Stop after the line with "has no rootfs"; until then, please copy every line of the records word for word from the first.
▼
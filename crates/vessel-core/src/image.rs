use crate::CoreError;
use std::path::{Path, PathBuf};
use vessel_schema::ImageConfig;

/// A local image the launchers can run: a root filesystem plus its OCI image
/// configuration.
pub trait ImageSource {
    fn name(&self) -> &str;

    fn rootfs(&self) -> &Path;

    fn config(&self) -> Result<ImageConfig, CoreError>;
}

/// An unpacked image directory: `<dir>/rootfs/` and an optional
/// `<dir>/config.json` image configuration.
#[derive(Debug, Clone)]
pub struct DirectoryImage {
    dir: PathBuf,
    rootfs: PathBuf,
    name: String,
}

impl DirectoryImage {
    pub fn open(dir: impl Into<PathBuf>) -> Result<Self, CoreError> {
        let dir = dir.into();
        let rootfs = dir.join("rootfs");
        if !rootfs.is_dir() {
            return Err(CoreError::Image(format!(
                "{} has no rootfs directory",
                dir.display()
            )));
        }
        let name = dir
            .file_name()
            .map_or_else(|| dir.to_string_lossy(), |n| n.to_string_lossy())
            .into_owned();
        Ok(Self { dir, rootfs, name })
    }

    pub fn dir(&self) -> &Path {
        &self.dir
    }
}

impl ImageSource for DirectoryImage {
    fn name(&self) -> &str {
        &self.name
    }

    fn rootfs(&self) -> &Path {
        &self.rootfs
    }

    fn config(&self) -> Result<ImageConfig, CoreError> {
        let path = self.dir.join("config.json");
        if path.exists() {
            Ok(ImageConfig::load(&path)?)
        } else {
            Ok(ImageConfig::default())
        }
    }
}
▲
_RESPONSE AREA_
filename crates/vessel-core/src/image.rs
use crate::CoreError;
use std::path::{Path, PathBuf};
use vessel_schema::ImageConfig;

/// A local image the launchers can run: a root filesystem plus its OCI image
/// configuration.
pub trait ImageSource {
    fn name(&self) -> &str;

    fn rootfs(&self) -> &Path;

    fn config(&self) -> Result<ImageConfig, CoreError>;
}

/// An unpacked image directory: `<dir>/rootfs/` and an optional
/// `<dir>/config.json` image configuration.
#[derive(Debug, Clone)]
pub struct DirectoryImage {
    dir: PathBuf,
    rootfs: PathBuf,
    name: String,
}

impl DirectoryImage {
    pub fn open(dir: impl Into<PathBuf>) -> Result<Self, CoreError> {
        let dir = dir.into();
        let rootfs = dir.join("rootfs");
        if !rootfs.is_dir() {
            return Err(CoreError::Image(format!(
                "{} has no rootfs directory",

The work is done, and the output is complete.